Collected data entries:

'''

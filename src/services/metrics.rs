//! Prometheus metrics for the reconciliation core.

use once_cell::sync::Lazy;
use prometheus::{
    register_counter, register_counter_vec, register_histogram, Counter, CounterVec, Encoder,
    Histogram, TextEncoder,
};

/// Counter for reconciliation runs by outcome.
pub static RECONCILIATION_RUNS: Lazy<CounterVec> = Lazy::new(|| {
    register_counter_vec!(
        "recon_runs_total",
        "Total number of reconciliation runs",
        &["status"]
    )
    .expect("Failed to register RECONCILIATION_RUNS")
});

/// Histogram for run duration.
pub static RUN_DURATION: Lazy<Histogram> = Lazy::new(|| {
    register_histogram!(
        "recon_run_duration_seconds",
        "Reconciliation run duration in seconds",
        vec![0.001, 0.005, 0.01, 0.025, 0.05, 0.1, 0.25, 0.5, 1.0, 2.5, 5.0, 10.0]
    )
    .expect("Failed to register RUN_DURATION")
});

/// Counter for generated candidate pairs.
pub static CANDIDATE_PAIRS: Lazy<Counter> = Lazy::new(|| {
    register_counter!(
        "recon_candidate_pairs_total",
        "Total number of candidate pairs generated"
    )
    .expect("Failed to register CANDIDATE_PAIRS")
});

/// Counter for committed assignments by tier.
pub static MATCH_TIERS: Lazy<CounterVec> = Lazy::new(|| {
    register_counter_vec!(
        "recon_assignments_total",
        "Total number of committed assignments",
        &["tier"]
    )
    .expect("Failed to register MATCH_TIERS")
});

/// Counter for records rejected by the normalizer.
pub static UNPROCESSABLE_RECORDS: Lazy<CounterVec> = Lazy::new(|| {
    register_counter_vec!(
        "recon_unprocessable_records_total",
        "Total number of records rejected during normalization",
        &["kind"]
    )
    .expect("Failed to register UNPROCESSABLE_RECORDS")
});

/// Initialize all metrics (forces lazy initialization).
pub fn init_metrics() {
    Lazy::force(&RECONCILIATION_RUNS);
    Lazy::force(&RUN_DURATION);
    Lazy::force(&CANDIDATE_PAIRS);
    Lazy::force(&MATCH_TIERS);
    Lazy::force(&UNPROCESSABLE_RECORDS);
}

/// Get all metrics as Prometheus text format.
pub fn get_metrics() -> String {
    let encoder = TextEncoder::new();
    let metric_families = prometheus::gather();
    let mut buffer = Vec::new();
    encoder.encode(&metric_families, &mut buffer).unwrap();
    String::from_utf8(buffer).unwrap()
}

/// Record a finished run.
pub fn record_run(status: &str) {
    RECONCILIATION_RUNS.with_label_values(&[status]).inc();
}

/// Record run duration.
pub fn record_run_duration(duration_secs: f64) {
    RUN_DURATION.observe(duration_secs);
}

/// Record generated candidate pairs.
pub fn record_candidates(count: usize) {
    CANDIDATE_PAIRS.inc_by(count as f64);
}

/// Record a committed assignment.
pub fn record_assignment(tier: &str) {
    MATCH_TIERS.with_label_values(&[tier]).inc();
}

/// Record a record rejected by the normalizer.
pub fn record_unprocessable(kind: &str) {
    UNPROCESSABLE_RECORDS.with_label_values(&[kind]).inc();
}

'''
'''

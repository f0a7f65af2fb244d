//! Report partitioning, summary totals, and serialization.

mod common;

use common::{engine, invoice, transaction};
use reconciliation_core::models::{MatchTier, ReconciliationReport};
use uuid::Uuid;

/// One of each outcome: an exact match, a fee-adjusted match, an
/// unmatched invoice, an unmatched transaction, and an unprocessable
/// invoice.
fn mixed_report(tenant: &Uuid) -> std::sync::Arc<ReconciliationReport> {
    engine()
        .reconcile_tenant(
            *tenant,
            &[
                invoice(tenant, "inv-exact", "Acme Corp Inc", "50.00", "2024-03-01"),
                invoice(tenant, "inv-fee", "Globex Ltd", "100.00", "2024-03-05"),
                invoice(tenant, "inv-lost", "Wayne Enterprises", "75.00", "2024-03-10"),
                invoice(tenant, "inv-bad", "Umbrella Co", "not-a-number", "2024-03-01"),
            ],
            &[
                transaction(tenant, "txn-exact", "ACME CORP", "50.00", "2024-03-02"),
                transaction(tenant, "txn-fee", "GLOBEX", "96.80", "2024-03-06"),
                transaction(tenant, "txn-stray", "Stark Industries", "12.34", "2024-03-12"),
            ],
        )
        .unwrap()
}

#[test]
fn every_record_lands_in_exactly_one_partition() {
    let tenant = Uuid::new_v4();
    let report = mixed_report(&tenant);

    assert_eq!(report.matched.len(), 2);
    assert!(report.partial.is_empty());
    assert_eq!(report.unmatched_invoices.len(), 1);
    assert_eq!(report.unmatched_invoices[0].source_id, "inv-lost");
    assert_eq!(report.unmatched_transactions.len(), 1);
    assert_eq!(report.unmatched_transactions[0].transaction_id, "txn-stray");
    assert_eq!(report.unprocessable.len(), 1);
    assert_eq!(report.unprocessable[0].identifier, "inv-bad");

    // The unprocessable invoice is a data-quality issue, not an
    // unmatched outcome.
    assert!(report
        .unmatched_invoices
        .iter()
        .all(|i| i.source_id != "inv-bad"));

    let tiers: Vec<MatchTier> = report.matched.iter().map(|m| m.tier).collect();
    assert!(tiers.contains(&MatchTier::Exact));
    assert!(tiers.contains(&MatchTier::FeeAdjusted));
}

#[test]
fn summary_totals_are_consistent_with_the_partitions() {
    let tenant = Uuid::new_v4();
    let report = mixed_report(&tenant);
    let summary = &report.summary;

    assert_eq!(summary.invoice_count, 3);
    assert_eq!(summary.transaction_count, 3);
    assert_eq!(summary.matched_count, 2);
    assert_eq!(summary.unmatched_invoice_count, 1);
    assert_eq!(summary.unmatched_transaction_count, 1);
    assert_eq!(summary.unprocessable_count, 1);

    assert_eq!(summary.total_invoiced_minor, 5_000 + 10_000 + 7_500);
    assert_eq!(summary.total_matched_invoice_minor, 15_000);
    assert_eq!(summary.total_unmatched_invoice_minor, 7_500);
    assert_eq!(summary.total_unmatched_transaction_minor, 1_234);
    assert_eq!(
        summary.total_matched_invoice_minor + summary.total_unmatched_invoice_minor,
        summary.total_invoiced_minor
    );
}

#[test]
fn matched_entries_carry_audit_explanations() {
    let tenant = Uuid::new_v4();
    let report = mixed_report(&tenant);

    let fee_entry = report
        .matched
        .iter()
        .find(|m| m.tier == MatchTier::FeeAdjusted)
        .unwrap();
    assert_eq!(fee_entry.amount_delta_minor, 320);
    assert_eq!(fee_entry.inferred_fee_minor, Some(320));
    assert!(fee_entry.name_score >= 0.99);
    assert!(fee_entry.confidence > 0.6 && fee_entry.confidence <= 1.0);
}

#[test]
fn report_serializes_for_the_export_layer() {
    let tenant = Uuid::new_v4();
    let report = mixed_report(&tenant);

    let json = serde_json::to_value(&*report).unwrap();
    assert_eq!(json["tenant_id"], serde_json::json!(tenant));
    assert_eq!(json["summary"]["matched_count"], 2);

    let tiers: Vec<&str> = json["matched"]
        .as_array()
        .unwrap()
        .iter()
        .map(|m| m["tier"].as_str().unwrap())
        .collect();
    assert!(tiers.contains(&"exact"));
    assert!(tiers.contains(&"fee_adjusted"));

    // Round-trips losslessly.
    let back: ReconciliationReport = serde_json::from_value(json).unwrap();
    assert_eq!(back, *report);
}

'''
'''

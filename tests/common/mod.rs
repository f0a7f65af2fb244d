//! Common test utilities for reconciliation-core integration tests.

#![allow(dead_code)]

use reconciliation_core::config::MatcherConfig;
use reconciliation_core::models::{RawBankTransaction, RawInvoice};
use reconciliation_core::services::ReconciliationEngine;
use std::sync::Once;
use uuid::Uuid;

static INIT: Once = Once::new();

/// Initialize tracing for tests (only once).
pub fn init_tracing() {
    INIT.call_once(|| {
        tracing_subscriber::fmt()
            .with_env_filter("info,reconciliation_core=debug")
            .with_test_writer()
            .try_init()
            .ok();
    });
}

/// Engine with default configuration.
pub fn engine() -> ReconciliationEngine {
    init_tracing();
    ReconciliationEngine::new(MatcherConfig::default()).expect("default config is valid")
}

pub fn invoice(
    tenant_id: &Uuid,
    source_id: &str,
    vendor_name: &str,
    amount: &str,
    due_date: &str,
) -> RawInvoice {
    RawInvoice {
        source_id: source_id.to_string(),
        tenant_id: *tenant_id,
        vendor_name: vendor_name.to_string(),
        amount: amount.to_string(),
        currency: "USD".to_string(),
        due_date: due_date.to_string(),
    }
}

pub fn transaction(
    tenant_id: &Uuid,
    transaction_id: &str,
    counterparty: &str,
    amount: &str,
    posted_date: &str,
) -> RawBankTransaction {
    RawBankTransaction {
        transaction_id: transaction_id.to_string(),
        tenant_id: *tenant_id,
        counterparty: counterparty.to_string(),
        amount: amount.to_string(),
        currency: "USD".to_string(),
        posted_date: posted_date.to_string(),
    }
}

'''

Description of the task:
Lines above that have "Failed": copy each of them.

The completed task:
    .expect("Failed to register RECONCILIATION_RUNS")
    .expect("Failed to register RUN_DURATION")
    .expect("Failed to register CANDIDATE_PAIRS")
    .expect("Failed to register MATCH_TIERS")
    .expect("Failed to register UNPROCESSABLE_RECORDS")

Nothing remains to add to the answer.